How to Raise Startup Capital Without a Pitch Deck

Shafqat Islam is the co-founder and CEO of NewsCred, a platform that connects publishers and brands with the world's best journalism. Follow him @shafqatislam.

My company has gone through three rounds of financing, with our latest Series A closing in the fall of 2011. We did the Series A fundraising without a pitch deck, also known as your sales pitch.

It's true that the deck is often considered the main piece of fundraising collateral. But I would argue that the main marketing collateral while fundraising is you: the founder. Below are the lessons we learned from raising a series A round without a pitch deck.


1. Date Before You Marry


Finding a great investor is like finding a great spouse. You would never decide on your life partner after a week of frantic courting. Why do that when finding an investor? Remember, you can't divorce your investor. So select investors that you think will make great long-term partners.

My number one criteria: only date people you really like spending time with. In our case, we “dated” our lead investor for more than a year. During that period, I kept in touch, had occasional coffees, sent interesting links, engaged him on Twitter, and kept him up to date on the company. As a result, our story had a nice, positive arc and our investor had a lot of context. As Mark Suster says, VCs invest in lines, not dots.

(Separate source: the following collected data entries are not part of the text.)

fn mapv(env: &Rc<Env>, args: Vec<Value>) -> Result<Value> {
  at_least("mapv", &args, 2)?;
  let mapped = map(env, args)?;
  Ok(Value::vector(seq::to_vec(&mapped)?))
}

fn filter_impl(
  env: &Rc<Env>,
  args: Vec<Value>,
  keep_matching: bool,
  name: &'static str,
) -> Result<Value> {
  at_least(name, &args, 1)?;
  let pred = args[0].clone();
  if args.len() == 1 {
    return Ok(filter_transducer(pred, keep_matching));
  }
  exact(name, &args, 2)?;
  Ok(lazy_filter(
    env.clone(),
    pred,
    args[1].clone(),
    keep_matching,
  ))
}

fn lazy_filter(
  env: Rc<Env>,
  pred: Value,
  coll: Value,
  keep_matching: bool,
) -> Value {
  lazy(move || {
    let mut current = coll;
    loop {
      match seq::seq_of(&current)? {
        None => return Ok(Value::Nil),
        Some(s) => {
          let head = seq::first(&s)?;
          let tail = seq::rest(&s)?;
          let verdict =
            apply(&env, &pred, vec![head.clone()])?.is_truthy();
          if verdict == keep_matching {
            return Ok(seq::cons(
              head,
              lazy_filter(
                env.clone(),
                pred.clone(),
                tail,
                keep_matching,
              ),
            ));
          }
          current = tail;
        }
      }
    }
  })
}

fn filter_transducer(pred: Value, keep_matching: bool) -> Value {
  NativeClosure::new("filter-xf", move |_, xf_args| {
    let rf = xf_args
      .first()
      .cloned()
      .ok_or_else(|| Error::arity(0, "filter transducer"))?;
    let pred = pred.clone();
    Ok(NativeClosure::new("filter-rf", move |env, step_args| {
      match step_args.len() {
        0 => apply(env, &rf, vec![]),
        1 => apply(env, &rf, step_args),
        2 => {
          let mut iter = step_args.into_iter();
          let acc = iter.next().unwrap();
          let item = iter.next().unwrap();
          let verdict =
            apply(env, &pred, vec![item.clone()])?.is_truthy();
          if verdict == keep_matching {
            apply(env, &rf, vec![acc, item])
          } else {
            Ok(acc)
          }
        }
        n => Err(Error::arity(n, "filter step")),
      }
    }))
  })
}

fn filter(env: &Rc<Env>, args: Vec<Value>) -> Result<Value> {
  filter_impl(env, args, true, "filter")
}

fn remove(env: &Rc<Env>, args: Vec<Value>) -> Result<Value> {
  filter_impl(env, args, false, "remove")
}

fn filterv(env: &Rc<Env>, args: Vec<Value>) -> Result<Value> {
  exact("filterv", &args, 2)?;
  let filtered = filter(env, args)?;
  Ok(Value::vector(seq::to_vec(&filtered)?))
}

fn keep(env: &Rc<Env>, args: Vec<Value>) -> Result<Value> {
  at_least("keep", &args, 1)?;
  let f = args[0].clone();
  if args.len() == 1 {
    return Ok(keep_transducer(f));
  }
  Ok(lazy_keep(env.clone(), f, args[1].clone()))
}

fn lazy_keep(env: Rc<Env>, f: Value, coll: Value) -> Value {
  lazy(move || {
    let mut current = coll;
    loop {
      match seq::seq_of(&current)? {
        None => return Ok(Value::Nil),
        Some(s) => {
          let head = seq::first(&s)?;
          let tail = seq::rest(&s)?;
          let kept = apply(&env, &f, vec![head])?;
          if !matches!(kept, Value::Nil) {
            return Ok(seq::cons(
              kept,
              lazy_keep(env.clone(), f.clone(), tail),
            ));
          }
          current = tail;
        }
      }
    }
  })
}

fn keep_transducer(f: Value) -> Value {
  NativeClosure::new("keep-xf", move |_, xf_args| {
    let rf = xf_args
      .first()
      .cloned()
      .ok_or_else(|| Error::arity(0, "keep transducer"))?;
    let f = f.clone();
    Ok(NativeClosure::new("keep-rf", move |env, step_args| {
      match step_args.len() {
        0 => apply(env, &rf, vec![]),
        1 => apply(env, &rf, step_args),
        2 => {
          let mut iter = step_args.into_iter();
          let acc = iter.next().unwrap();
          let item = iter.next().unwrap();
          let kept = apply(env, &f, vec![item])?;
          if matches!(kept, Value::Nil) {
            Ok(acc)
          } else {
            apply(env, &rf, vec![acc, kept])
          }
        }
        n => Err(Error::arity(n, "keep step")),
      }
    }))
  })
}

fn keep_indexed(env: &Rc<Env>, args: Vec<Value>) -> Result<Value> {
  at_least("keep-indexed", &args, 1)?;
  let f = args[0].clone();
  if args.len() == 1 {
    let counter = Cell::new(0_i64);
    let inner = NativeClosure::new("keep-indexed-f", {
      let f = f.clone();
      move |env, mut call_args| {
        let ix = counter.get();
        counter.set(ix + 1);
        let item = call_args.pop().unwrap_or(Value::Nil);
        apply(env, &f, vec![Value::Int(ix), item])
      }
    });
    return Ok(keep_transducer(inner));
  }
  Ok(lazy_keep_indexed(env.clone(), f, args[1].clone(), 0))
}

fn lazy_keep_indexed(
  env: Rc<Env>,
  f: Value,
  coll: Value,
  index: i64,
) -> Value {
  lazy(move || {
    let mut current = coll;
    let mut index = index;
    loop {
      match seq::seq_of(&current)? {
        None => return Ok(Value::Nil),
        Some(s) => {
          let head = seq::first(&s)?;
          let tail = seq::rest(&s)?;
          let kept =
            apply(&env, &f, vec![Value::Int(index), head])?;
          index += 1;
          if !matches!(kept, Value::Nil) {
            return Ok(seq::cons(
              kept,
              lazy_keep_indexed(
                env.clone(),
                f.clone(),
                tail,
                index,
              ),
            ));
          }
          current = tail;
        }
      }
    }
  })
}

fn map_indexed(env: &Rc<Env>, args: Vec<Value>) -> Result<Value> {
  at_least("map-indexed", &args, 1)?;
  let f = args[0].clone();
  if args.len() == 1 {
    let counter = Cell::new(0_i64);
    let inner = NativeClosure::new("map-indexed-f", {
      let f = f.clone();
      move |env, mut call_args| {
        let ix = counter.get();
        counter.set(ix + 1);
        let item = call_args.pop().unwrap_or(Value::Nil);
        apply(env, &f, vec![Value::Int(ix), item])
      }
    });
    return Ok(map_transducer(inner));
  }
  Ok(lazy_map_indexed(env.clone(), f, args[1].clone(), 0))
}

fn lazy_map_indexed(
  env: Rc<Env>,
  f: Value,
  coll: Value,
  index: i64,
) -> Value {
  lazy(move || match seq::seq_of(&coll)? {
    None => Ok(Value::Nil),
    Some(s) => {
      let head = seq::first(&s)?;
      let tail = seq::rest(&s)?;
      let mapped = apply(&env, &f, vec![Value::Int(index), head])?;
      Ok(seq::cons(
        mapped,
        lazy_map_indexed(env.clone(), f.clone(), tail, index + 1),
      ))
    }
  })
}

fn mapcat(env: &Rc<Env>, args: Vec<Value>) -> Result<Value> {
  at_least("mapcat", &args, 2)?;
  let mapped = map(env, args)?;
  Ok(lazy_concat_of_seqs(mapped))
}

/// Concatenation over a seq of seqs, realized one element at a time.
fn lazy_concat_of_seqs(seqs: Value) -> Value {
  lazy(move || {
    let mut outer = seqs;
    loop {
      match seq::seq_of(&outer)? {
        None => return Ok(Value::Nil),
        Some(s) => {
          let inner = seq::first(&s)?;
          let rest_outer = seq::rest(&s)?;
          match seq::seq_of(&inner)? {
            Some(inner_seq) => {
              let head = seq::first(&inner_seq)?;
              let inner_rest = seq::rest(&inner_seq)?;
              // (cons head (concat inner-rest outer-rest...))
              let rebuilt = seq::cons(inner_rest, rest_outer);
              return Ok(seq::cons(
                head,
                lazy_concat_of_seqs(rebuilt),
              ));
            }
            None => outer = rest_outer,
          }
        }
      }
    }
  })
}

fn concat(_env: &Rc<Env>, args: Vec<Value>) -> Result<Value> {
  Ok(lazy_concat_of_seqs(Value::list_from_vec(args)))
}

//
// Folds
//

pub(crate) fn fold_seq(
  env: &Rc<Env>,
  f: &Value,
  init: Value,
  coll: &Value,
) -> Result<Value> {
  let mut acc = init;
  let mut current = coll.clone();
  loop {
    match seq::seq_of(&current)? {
      None => return Ok(acc),
      Some(s) => {
        let head = seq::first(&s)?;
        current = seq::rest(&s)?;
        acc = apply(env, f, vec![acc, head])?;
        if let Value::Reduced(inner) = &acc {
          return Ok(inner.as_ref().clone());
        }
      }
    }
  }
}

fn reduce(env: &Rc<Env>, args: Vec<Value>) -> Result<Value> {
  between("reduce", &args, 2, 3)?;
  let f = &args[0];
  match args.len() {
    2 => match seq::seq_of(&args[1])? {
      None => apply(env, f, vec![]),
      Some(s) => {
        let init = seq::first(&s)?;
        let rest = seq::rest(&s)?;
        fold_seq(env, f, init, &rest)
      }
    },
    _ => fold_seq(env, f, args[1].clone(), &args[2]),
  }
}

fn reduce_kv(env: &Rc<Env>, args: Vec<Value>) -> Result<Value> {
  exact("reduce-kv", &args, 3)?;
  let f = &args[0];
  let mut acc = args[1].clone();
  match &args[2] {
    Value::Nil => Ok(acc),
    Value::Map(m) => {
      for (k, v) in m.entries() {
        acc =
          apply(env, f, vec![acc, k.clone(), v.clone()])?;
        if let Value::Reduced(inner) = &acc {
          return Ok(inner.as_ref().clone());
        }
      }
      Ok(acc)
    }
    Value::Vector(v) => {
      for (ix, item) in v.iter().enumerate() {
        acc = apply(
          env,
          f,
          vec![acc, Value::Int(ix as i64), item.clone()],
        )?;
        if let Value::Reduced(inner) = &acc {
          return Ok(inner.as_ref().clone());
        }
      }
      Ok(acc)
    }
    other => Err(Error::type_error(format!(
      "reduce-kv not supported on {}",
      other.type_name()
    ))),
  }
}

fn transduce(env: &Rc<Env>, args: Vec<Value>) -> Result<Value> {
  between("transduce", &args, 3, 4)?;
  let xform = &args[0];
  let f = &args[1];
  let (init, coll) = match args.len() {
    3 => (apply(env, f, vec![])?, &args[2]),
    _ => (args[2].clone(), &args[3]),
  };
  let rf = apply(env, xform, vec![f.clone()])?;
  let result = fold_seq(env, &rf, init, coll)?;
  apply(env, &rf, vec![result])
}

fn into(env: &Rc<Env>, args: Vec<Value>) -> Result<Value> {
  between("into", &args, 2, 3)?;
  let conj_fn = env
    .core_var("conj")
    .and_then(|v| v.root())
    .ok_or_else(|| Error::lookup("conj is not defined"))?;
  match args.len() {
    2 => fold_seq(env, &conj_fn, args[0].clone(), &args[1]),
    _ => {
      let rf = apply(env, &args[1], vec![conj_fn])?;
      let result =
        fold_seq(env, &rf, args[0].clone(), &args[2])?;
      apply(env, &rf, vec![result])
    }
  }
}

/// Incremental transducer application: items pull through the transform
/// one step at a time into a buffer the lazy seq drains.
struct XfPull {
  env: Rc<Env>,
  rf: Value,
  source: RefCell<Value>,
  buffer: Rc<RefCell<VecDeque<Value>>>,
  done: Cell<bool>,
}

impl XfPull {
  fn spawn(
    env: Rc<Env>,
    xform: Value,
    coll: Value,
  ) -> Result<Rc<Self>> {
    let buffer: Rc<RefCell<VecDeque<Value>>> =
      Rc::new(RefCell::new(VecDeque::new()));
    let sink = {
      let buffer = buffer.clone();
      NativeClosure::new("sequence-sink", move |_, step_args| {
        let mut iter = step_args.into_iter();
        let acc = iter.next().unwrap_or(Value::Nil);
        if let Some(item) = iter.next() {
          buffer.borrow_mut().push_back(item);
        }
        Ok(acc)
      })
    };
    let rf = apply(&env, &xform, vec![sink])?;
    Ok(Rc::new(Self {
      env,
      rf,
      source: RefCell::new(coll),
      buffer,
      done: Cell::new(false),
    }))
  }

  fn pull(&self) -> Result<Option<Value>> {
    loop {
      if let Some(item) = self.buffer.borrow_mut().pop_front() {
        return Ok(Some(item));
      }
      if self.done.get() {
        return Ok(None);
      }
      let current = self.source.borrow().clone();
      match seq::seq_of(&current)? {
        None => {
          self.done.set(true);
          // Completion may flush pending output into the buffer.
          apply(&self.env, &self.rf, vec![Value::Nil])?;
        }
        Some(s) => {
          let head = seq::first(&s)?;
          *self.source.borrow_mut() = seq::rest(&s)?;
          let step = apply(
            &self.env,
            &self.rf,
            vec![Value::Nil, head],
          )?;
          if matches!(step, Value::Reduced(_)) {
            self.done.set(true);
            apply(&self.env, &self.rf, vec![Value::Nil])?;
          }
        }
      }
    }
  }
}

fn xf_lazy(state: Rc<XfPull>) -> Value {
  lazy(move || match state.pull()? {
    Some(item) => Ok(seq::cons(item, xf_lazy(state.clone()))),
    None => Ok(Value::Nil),
  })
}

fn sequence(env: &Rc<Env>, args: Vec<Value>) -> Result<Value> {
  between("sequence", &args, 1, 2)?;
  match args.len() {
    1 => Ok(seq::seq_of(&args[0])?.unwrap_or(Value::empty_list())),
    _ => {
      let state = XfPull::spawn(
        env.clone(),
        args[0].clone(),
        args[1].clone(),
      )?;
      Ok(xf_lazy(state))
    }
  }
}

fn completing(_env: &Rc<Env>, args: Vec<Value>) -> Result<Value> {
  between("completing", &args, 1, 2)?;
  let f = args[0].clone();
  let cf = args.get(1).cloned();
  Ok(NativeClosure::new("completing", move |env, step_args| {
    match (step_args.len(), &cf) {
      (1, Some(cf)) => apply(env, cf, step_args),
      (1, None) => Ok(step_args.into_iter().next().unwrap()),
      _ => apply(env, &f, step_args),
    }
  }))
}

2. Don't Ever “Start Fundraising”


The added benefit of the “date before you marry” approach is that you never have to go into “fundraising mode.” There is no flipping the switch one day. When you think funding is on the horizon, you can increase the frequency of your meetings and start sending stronger signals — more numbers, charts showing growth, news of key hires.

In our case, the occasional meetings slowly turned more serious, and when it was time to start thinking about fundraising, the transition was natural and the investor already knew that things were going well for the company. Instead of pitching him on a general offer, we were in a position to share the product road maps, pipeline, and financials.


3. Create Urgency


Once you have the interest of investors and it's clear that you are raising a round, the most important thing is to create some sense of urgency. Deals don't close by themselves. Salespeople close deals, and in this case, you are the salesperson. If you don't know about sales, this is probably a good time to pick up a good sales book or find a sales mentor.

Also, don't forget that VC's have little incentive to say “no” right away (although the best VC's give quick responses), because it's usually in their interest to drag on the process to collect more information and know the investment has little risk. You should try and create some sort of forcing function, whether it's based on time, an important hire, a deal closing, or product milestones.


4. If You Create a Proposal, Don't Send It Early


Think of your pitch deck as your sales proposal (or wedding proposal!). In a normal sale, you would never send a proposal to a prospect before you've spent enough time getting to know them, understanding what they are looking for, and finding out if your solution is a good fit. So why do it differently here?

Keep the deck to yourself, and customize and send it when both sides are comfortable that there is a deal there. In our case, the only time we actually used any slide was on the day before we got the term sheet, just so our investor had something to show his partners during the Monday morning partners meeting.


5. Ask for Help


My entire fundraising approach is predicated on the fact that you have to build relationships with investors first. That said, we initially built our company in Switzerland, and I did not know a single investor. As such, not knowing investors is not a valid excuse. Hustle and figure out a way to build those connections. Cold email people, go to events, comment on VCs' blog posts, ping them on Twitter, set up your AngelList profile, do whatever it takes. Once you build some initial relationships, even if they are informal, nurture the hell out of them.

If there is one takeaway, it's that fundraising is not a one-time thing. It's an ongoing process, and the most important part of VC fundraising happens when you aren't actually raising money. VC's invest in you, so return the favor and invest in your relationships with them. Ultimately the relationships will matter more than an amazing pitch deck.